Köy Sakinlerinin Dramatik Anları
Yangın başladığı andan itibaren köydeki herkes büyük bir panik ve korku içinde hareket etti. Köy sakinlerinden Solmaz Ünver, yangının tarihî bir köyü nasıl yok ettiğini gözler önüne serdi. “Bu köy, Osmanlı döneminde çok kullanılan bir yer. Maalesef bu yangın burayı da kül etti.” diyerek, yaşanan kaybın büyüklüğünü vurguladı. Yangının büyüklüğü nedeniyle, köylüler yalnızca tanker ve traktörlerle su taşımakla yetinmek zorunda kaldı.
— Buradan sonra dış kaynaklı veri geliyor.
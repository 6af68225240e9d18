// SPDX-License-Identifier: Apache-2.0
// Copyright (c) 2025 Matter Labs

//! Tool to submit SGX EPID quotes to the Intel Attestation Service and to retrieve SigRLs

#![deny(missing_docs)]
#![deny(clippy::all)]

mod error;
mod log;
mod persist;
mod report;
mod sigrl;

use anyhow::{Context, Result};
use clap::{Parser, Subcommand};
use intel_ias_api::{IasClient, DEFAULT_REPORT_URL, DEFAULT_SIGRL_URL};
use tracing::{error, level_filters::LevelFilter};
use url::Url;

use crate::{
    error::Error,
    log::{effective_level, setup_logging, LogLevelParser},
    report::{run_report, ReportArgs},
    sigrl::{run_sigrl, SigrlArgs},
};

#[derive(Parser, Debug)]
#[command(author = "Matter Labs", version, about = "Intel Attestation Service request tool", long_about = None)]
struct Arguments {
    /// IAS API key
    #[arg(short = 'k', long, global = true, env = "IAS_API_KEY", hide_env_values = true)]
    api_key: Option<String>,
    /// Log level for the log output.
    /// Valid values are: `off`, `error`, `warn`, `info`, `debug`, `trace`
    #[arg(long, global = true, default_value_t = LevelFilter::WARN, value_parser = LogLevelParser)]
    log_level: LevelFilter,
    /// Enable verbose output, same as `--log-level debug`
    #[arg(short, long, global = true)]
    verbose: bool,
    /// URL for the IAS attestation report endpoint
    #[arg(short = 'R', long, global = true, env = "IAS_REPORT_URL", default_value = DEFAULT_REPORT_URL)]
    report_url: Url,
    /// URL for the IAS SigRL endpoint
    #[arg(short = 'S', long, global = true, env = "IAS_SIGRL_URL", default_value = DEFAULT_SIGRL_URL)]
    sigrl_url: Url,
    /// The request to send
    #[command(subcommand)]
    command: SubCommands,
}

#[derive(Subcommand, Debug)]
enum SubCommands {
    /// Verify attestation evidence (quote)
    Report(ReportArgs),
    /// Retrieve signature revocation list for a given EPID group
    Sigrl(SigrlArgs),
}

async fn main_with_error() -> Result<()> {
    let args = Arguments::parse();

    setup_logging(&effective_level(args.log_level, args.verbose))?;

    let api_key = args
        .api_key
        .ok_or_else(|| Error::invalid_input("API key not specified"))?;

    let client = IasClient::new(api_key, args.report_url, args.sigrl_url)
        .context("Failed to initialize IAS client")?;

    match args.command {
        SubCommands::Report(report_args) => run_report(&client, report_args)
            .await
            .context("Failed to submit quote to IAS")?,
        SubCommands::Sigrl(sigrl_args) => run_sigrl(&client, sigrl_args)
            .await
            .context("Failed to retrieve SigRL from IAS")?,
    }

    Ok(())
}

#[tokio::main]
async fn main() -> Result<()> {
    let ret = main_with_error().await;
    if let Err(e) = &ret {
        error!("Error: {e:#}");
    }
    ret
}
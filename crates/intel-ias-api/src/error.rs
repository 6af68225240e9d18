// SPDX-License-Identifier: Apache-2.0
// Copyright (c) 2025 Matter Labs

use reqwest::{Response, StatusCode};
use thiserror::Error;

/// Represents all possible errors that can occur when interacting with the Intel Attestation Service.
#[derive(Error, Debug)]
pub enum IntelIasError {
    /// Wraps an underlying reqwest error.
    #[error("Reqwest error: {0}")]
    Reqwest(#[from] reqwest::Error),

    /// Wraps a URL parsing error.
    #[error("URL parsing error: {0}")]
    UrlParse(#[from] url::ParseError),

    /// Wraps a Serde JSON error.
    #[error("Serde JSON error: {0}")]
    JsonError(#[from] serde_json::Error),

    /// The response body was not valid base64.
    #[error("Base64 decoding error: {0}")]
    Base64(#[from] base64::DecodeError),

    /// Represents a general API error, capturing the HTTP status and the request id.
    #[error("API Error: Status={status}, Request-ID={request_id}")]
    ApiError {
        /// HTTP status code returned by the API.
        status: StatusCode,
        /// The unique request identifier for tracing errors.
        request_id: String,
    },

    /// Represents an error while parsing a header's value.
    #[error("Header value parse error for '{0}': {1}")]
    HeaderValueParse(&'static str, String),

    /// Represents an invalid subscription key.
    #[error("Invalid Subscription Key format")]
    InvalidSubscriptionKey,

    /// Indicates an invalid parameter was provided.
    #[error("Invalid parameter value: {0}")]
    InvalidParameter(&'static str),
}

/// Extracts the request id IAS attaches to every response.
pub(crate) fn extract_request_id(response: &Response) -> String {
    response
        .headers()
        .get("Request-ID")
        .and_then(|v| v.to_str().ok())
        .unwrap_or("Unknown")
        .to_string()
}

/// Checks the response status and returns an ApiError if it's not one of the expected statuses.
pub(crate) fn check_status(
    response: Response,
    expected_statuses: &[StatusCode],
) -> Result<Response, IntelIasError> {
    let status = response.status();
    if expected_statuses.contains(&status) {
        Ok(response)
    } else {
        Err(IntelIasError::ApiError {
            status,
            request_id: extract_request_id(&response),
        })
    }
}
// SPDX-License-Identifier: Apache-2.0
// Copyright (c) 2025 Matter Labs

//! Retrieve Signature Revocation List

use super::IasClient;
use crate::{
    error::{check_status, extract_request_id, IntelIasError},
    types::GroupId,
};
use base64::{engine::general_purpose::STANDARD, Engine as _};
use reqwest::StatusCode;
use tracing::debug;

impl IasClient {
    /// GET /attestation/v3/sigrl/{gid}
    /// Retrieves the Signature Revocation List of an EPID group.
    ///
    /// # Arguments
    ///
    /// * `gid` - The EPID group id.
    ///
    /// # Returns
    ///
    /// The decoded SigRL. An empty vector means IAS has no revocations for this group,
    /// which is not an error.
    ///
    /// # Errors
    ///
    /// Returns an `IntelIasError` if the request fails, if the response status
    /// is not `200 OK`, or if the body is not valid base64.
    pub async fn get_sigrl(&self, gid: &GroupId) -> Result<Vec<u8>, IntelIasError> {
        let url = self.build_sigrl_url(gid)?;

        debug!(%url, "requesting SigRL from IAS");

        let request_builder = self.client.get(url);
        let response = self.authenticated(request_builder).send().await?;
        let response = check_status(response, &[StatusCode::OK])?;

        debug!(request_id = %extract_request_id(&response), "IAS SigRL received");

        // Response body is the base64 encoded SigRL, empty if there is none
        let body = response.bytes().await?;
        let body = body.trim_ascii();
        if body.is_empty() {
            return Ok(Vec::new());
        }

        Ok(STANDARD.decode(body)?)
    }
}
Hayvanların Kurtarılması İçin Gösterilen Çaba
Köprücek köyünde can kaybı yaşanmaması, köylüler için tek bir teselli oldu. Yangın sırasında hayvanlarını kurtarmak için büyük çaba gösteren köylüler, çevre köylerden gelen yardımlarla hayvanları güvenli bölgelere taşıdı. Ünver, “Burada Gölpazarı’ndan duyarlı vatandaşlar arabalarla geldi, hayvanları taşıdık, civar köylere yerleştirdik.” diyerek, yaşanan dayanışmanın önemine dikkat çekti.
Yangının Bıraktığı Yıkım ve Acı Manzaralar
Yangının ardından köyde yaşanan yıkım ve acı manzaralar, köylüler için unutulmaz bir deneyim oldu. Ünver, “Birçok canlının yandığını gördük. Uçan bir kuşun yanarak düştüğünü gördüm.” diyerek, felaketin doğa üzerindeki etkilerini gözler önüne serdi. Yangının yarattığı zararın sadece maddi kayıplarla sınırlı kalmadığını, aynı zamanda doğal yaşam üzerinde derin etkiler bıraktığını da belirtti.
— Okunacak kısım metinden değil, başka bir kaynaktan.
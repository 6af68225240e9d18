// SPDX-License-Identifier: Apache-2.0
// Copyright (c) 2025 Matter Labs

//! Retrieve SigRL workflow

use crate::{
    error::{Error, Result},
    persist::write_artifact,
};
use clap::Args;
use intel_ias_api::{GroupId, IasClient};
use std::path::PathBuf;
use tracing::info;

/// Options of the `sigrl` request
#[derive(Args, Debug, Clone, Default)]
pub struct SigrlArgs {
    /// EPID group ID (hex string)
    #[arg(short = 'g', long)]
    pub gid: Option<String>,
    /// Path to save SigRL to
    #[arg(short = 'i', long)]
    pub sigrl_path: Option<PathBuf>,
}

/// Retrieves the SigRL of an EPID group and saves it, if there is one.
pub async fn run_sigrl(client: &IasClient, args: SigrlArgs) -> Result<()> {
    let sigrl_path = args
        .sigrl_path
        .ok_or_else(|| Error::invalid_input("SigRL path not specified"))?;
    let gid: GroupId = args
        .gid
        .ok_or_else(|| Error::invalid_input("EPID group ID not specified"))?
        .parse()?;

    let sigrl = client.get_sigrl(&gid).await?;

    if sigrl.is_empty() {
        info!(%gid, "IAS returned no revocation list");
        println!("No SigRL for given EPID group ID {gid}");
        return Ok(());
    }

    println!("SigRL size: {}", sigrl.len());
    write_artifact(&sigrl_path, &sigrl)
}

#[cfg(test)]
mod tests {
    use super::*;
    use mockito::{Server, ServerGuard};
    use std::fs;
    use tempfile::TempDir;
    use tracing_test::traced_test;

    fn test_client(server: &ServerGuard) -> IasClient {
        IasClient::new(
            "test-api-key",
            format!("{}/attestation/v3/report", server.url()),
            format!("{}/attestation/v3/sigrl", server.url()),
        )
        .unwrap()
    }

    #[tokio::test]
    #[traced_test]
    async fn empty_sigrl_writes_no_file() {
        let mut server = Server::new_async().await;

        let m = server
            .mock("GET", "/attestation/v3/sigrl/00000b5d")
            .with_status(200)
            .create_async()
            .await;

        let dir = TempDir::new().unwrap();
        let sigrl_path = dir.path().join("sigrl.bin");
        let args = SigrlArgs {
            gid: Some("00000B5D".into()),
            sigrl_path: Some(sigrl_path.clone()),
        };
        run_sigrl(&test_client(&server), args).await.unwrap();

        m.assert_async().await;
        assert!(!sigrl_path.exists());
        assert!(logs_contain("IAS returned no revocation list"));
    }

    #[tokio::test]
    async fn sigrl_is_saved_decoded() {
        let mut server = Server::new_async().await;

        let _m = server
            .mock("GET", "/attestation/v3/sigrl/deadbeef")
            .match_header("Ocp-Apim-Subscription-Key", "test-api-key")
            .with_status(200)
            .with_body("AAIADgAAAAEAAAAB")
            .create_async()
            .await;

        let dir = TempDir::new().unwrap();
        let sigrl_path = dir.path().join("sigrl.bin");
        let args = SigrlArgs {
            gid: Some("deadbeef".into()),
            sigrl_path: Some(sigrl_path.clone()),
        };
        run_sigrl(&test_client(&server), args).await.unwrap();

        assert_eq!(
            fs::read(&sigrl_path).unwrap(),
            [0x00, 0x02, 0x00, 0x0e, 0x00, 0x00, 0x00, 0x01, 0x00, 0x00, 0x00, 0x01]
        );
    }

    #[tokio::test]
    async fn invalid_gid_fails_before_request() {
        let mut server = Server::new_async().await;

        let m = server
            .mock("GET", mockito::Matcher::Any)
            .expect(0)
            .create_async()
            .await;

        let dir = TempDir::new().unwrap();
        for gid in ["deadbee", "deadbeef00", "xyz12345", ""] {
            let args = SigrlArgs {
                gid: Some(gid.into()),
                sigrl_path: Some(dir.path().join("sigrl.bin")),
            };
            let result = run_sigrl(&test_client(&server), args).await;
            assert!(matches!(result, Err(Error::InvalidInput(_))), "{gid:?}");
        }

        let args = SigrlArgs {
            gid: Some("deadbeef".into()),
            sigrl_path: None,
        };
        let result = run_sigrl(&test_client(&server), args).await;
        assert!(matches!(result, Err(Error::InvalidInput(_))));

        let args = SigrlArgs {
            gid: None,
            sigrl_path: Some(dir.path().join("sigrl.bin")),
        };
        let result = run_sigrl(&test_client(&server), args).await;
        assert!(matches!(result, Err(Error::InvalidInput(_))));

        m.assert_async().await;
    }

    #[tokio::test]
    async fn request_failure() {
        let mut server = Server::new_async().await;

        let _m = server
            .mock("GET", "/attestation/v3/sigrl/deadbeef")
            .with_status(404)
            .with_header("Request-ID", "gid-unknown")
            .create_async()
            .await;

        let dir = TempDir::new().unwrap();
        let sigrl_path = dir.path().join("sigrl.bin");
        let args = SigrlArgs {
            gid: Some("deadbeef".into()),
            sigrl_path: Some(sigrl_path.clone()),
        };
        let result = run_sigrl(&test_client(&server), args).await;

        assert!(matches!(result, Err(Error::RequestFailed(_))));
        assert!(!sigrl_path.exists());
    }
}
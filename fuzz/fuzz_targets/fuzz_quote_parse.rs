// SPDX-License-Identifier: Apache-2.0
// Copyright (c) 2025 Matter Labs

#![no_main]

use intel_ias_api::{canonical_quote_len, EpidQuote, EpidQuoteHeader};
use libfuzzer_sys::fuzz_target;

fuzz_target!(|data: &[u8]| {
    match EpidQuote::parse(data) {
        Ok(quote) => {
            let len = quote.as_bytes().len();
            assert_eq!(
                len,
                EpidQuoteHeader::SIZE + quote.header().signature_len() as usize
            );
            assert_eq!(len + quote.discarded(), data.len());
            assert_eq!(canonical_quote_len(quote.as_bytes(), EpidQuoteHeader::SIZE), Ok(len));
        }
        Err(_) => assert!(canonical_quote_len(data, EpidQuoteHeader::SIZE).is_err()),
    }

    // any header size, the first byte picks it
    if let Some((&h, rest)) = data.split_first() {
        if let Ok(len) = canonical_quote_len(rest, h as usize) {
            assert!(len >= h as usize && len <= rest.len());
        }
    }
});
Yangınla Mücadele Devam Ediyor
Köyde yangın sonrası soğutma çalışmaları devam ediyor. Yerel yönetim, kaymakamlık ve güvenlik güçleri, yangının etkilerini minimize etmek için sürekli olarak bölgede aktif olarak çalışıyor. Ünver, “Elimizden gelen bunlar şu an.” diyerek, yapılan çalışmaların önemine vurgu yaptı. Yangınla mücadele esnasında yaşanan zorluklar ve toplumsal dayanışma, bu tür felaketlerin üstesinden gelinmesi açısından kritik bir öneme sahip.
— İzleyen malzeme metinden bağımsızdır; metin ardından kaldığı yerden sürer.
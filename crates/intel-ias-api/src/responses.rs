// SPDX-License-Identifier: Apache-2.0
// Copyright (c) 2025 Matter Labs

use crate::types::Artifact;

/// Response of the attestation evidence verification.
///
/// The report body is always present, everything else is only set if IAS
/// returned the corresponding header.
#[derive(Debug, Clone, Default, PartialEq, Eq)]
pub struct VerificationReport {
    /// Raw Attestation Verification Report (JSON) as returned in the response body.
    pub report: Vec<u8>,
    /// Content of the `X-IASReport-Signature` header (base64 encoded signature).
    pub signature: Option<Vec<u8>>,
    /// Percent-decoded content of the `X-IASReport-Signing-Certificate` header (PEM chain).
    pub certificate: Option<Vec<u8>>,
    /// Content of the `Advisory-IDs` header (comma separated advisory ids).
    pub advisories: Option<Vec<u8>>,
}

impl VerificationReport {
    /// Returns the bytes of the given artifact, if the response contained it.
    pub fn artifact(&self, artifact: Artifact) -> Option<&[u8]> {
        match artifact {
            Artifact::Report => Some(&self.report),
            Artifact::Signature => self.signature.as_deref(),
            Artifact::Certificate => self.certificate.as_deref(),
            Artifact::Advisories => self.advisories.as_deref(),
        }
    }
}
// SPDX-License-Identifier: Apache-2.0
// Copyright (c) 2025 Matter Labs

//! Writing the returned artifacts to disk

use crate::error::{Error, Result};
use intel_ias_api::{Artifact, VerificationReport};
use std::{
    collections::BTreeMap,
    fs,
    path::{Path, PathBuf},
};
use tracing::{debug, info};

/// Writes `bytes` to `path`, creating or truncating the file.
pub fn write_artifact(path: &Path, bytes: &[u8]) -> Result<()> {
    fs::write(path, bytes).map_err(|e| Error::io(path, e))?;
    debug!(path = %path.display(), size = bytes.len(), "wrote file");
    Ok(())
}

/// Destinations requested for the artifacts of a verification report
#[derive(Debug, Clone, Default)]
pub struct ArtifactPaths(BTreeMap<Artifact, PathBuf>);

impl ArtifactPaths {
    /// Requests `artifact` to be written to `path`, if a path is given.
    pub fn with(mut self, artifact: Artifact, path: Option<PathBuf>) -> Self {
        match path {
            Some(path) => self.0.insert(artifact, path),
            None => self.0.remove(&artifact),
        };
        self
    }

    /// Writes every artifact that was requested and is contained in `report`.
    ///
    /// Files are written one after the other, a failure leaves the files
    /// already written in place.
    pub fn persist(&self, report: &VerificationReport) -> Result<()> {
        for (artifact, path) in &self.0 {
            match report.artifact(*artifact) {
                Some(bytes) => {
                    write_artifact(path, bytes)?;
                    info!("Saved {artifact} to '{}'", path.display());
                }
                None => debug!(
                    "IAS response contains no {artifact}, not writing '{}'",
                    path.display()
                ),
            }
        }
        Ok(())
    }
}

#[cfg(test)]
mod tests {
    use super::*;
    use tempfile::TempDir;

    #[test]
    fn write_and_read_back() {
        let dir = TempDir::new().unwrap();
        let path = dir.path().join("artifact.bin");
        let bytes: Vec<u8> = (0..=255).collect();

        write_artifact(&path, &bytes).unwrap();
        assert_eq!(fs::read(&path).unwrap(), bytes);

        // truncates existing content
        write_artifact(&path, b"x").unwrap();
        assert_eq!(fs::read(&path).unwrap(), b"x");
    }

    #[test]
    fn write_to_missing_directory_fails() {
        let dir = TempDir::new().unwrap();
        let path = dir.path().join("missing").join("artifact.bin");

        match write_artifact(&path, b"data") {
            Err(Error::Io { path: p, .. }) => assert_eq!(p, path),
            r => panic!("unexpected result: {r:?}"),
        }
    }

    #[test]
    fn persist_only_requested_and_present() {
        let dir = TempDir::new().unwrap();
        let report_path = dir.path().join("report.json");
        let sig_path = dir.path().join("report.sig");
        let cert_path = dir.path().join("report.pem");
        let advisory_path = dir.path().join("advisories.txt");

        let report = VerificationReport {
            report: b"{}".to_vec(),
            signature: Some(b"sig".to_vec()),
            certificate: None,
            advisories: Some(b"INTEL-SA-00161".to_vec()),
        };

        ArtifactPaths::default()
            .with(Artifact::Report, Some(report_path.clone()))
            .with(Artifact::Signature, Some(sig_path.clone()))
            .with(Artifact::Certificate, Some(cert_path.clone()))
            .with(Artifact::Advisories, None)
            .persist(&report)
            .unwrap();

        assert_eq!(fs::read(&report_path).unwrap(), b"{}");
        assert_eq!(fs::read(&sig_path).unwrap(), b"sig");
        assert!(!cert_path.exists());
        assert!(!advisory_path.exists());
    }

    #[test]
    fn persist_keeps_earlier_files_on_failure() {
        let dir = TempDir::new().unwrap();
        let report_path = dir.path().join("report.json");
        let sig_path = dir.path().join("missing").join("report.sig");

        let report = VerificationReport {
            report: b"{}".to_vec(),
            signature: Some(b"sig".to_vec()),
            ..Default::default()
        };

        let result = ArtifactPaths::default()
            .with(Artifact::Report, Some(report_path.clone()))
            .with(Artifact::Signature, Some(sig_path))
            .persist(&report);

        assert!(matches!(result, Err(Error::Io { .. })));
        assert_eq!(fs::read(&report_path).unwrap(), b"{}");
    }
}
Sonuç: Doğaya ve Hayata Dönüş İçin Birlikte Mücadele
Sonuç olarak, Gölpazarı’ndaki yangın felaketi, hem yerel halkı hem de Türkiye’yi derinden sarsan bir olay oldu. Tarihi bir köyün yok oluşu, doğanın tahrip edilmesi ve birçok canlının hayatını kaybetmesi, bu tür felaketlerde doğaya karşı daha duyarlı olmamız gerektiğini bir kez daha gözler önüne serdi. Unutulmamalıdır ki, doğanın dengesini korumak ve gelecek nesillere daha yaşanabilir bir dünya bırakmak, hepimizin ortak sorumluluğudur.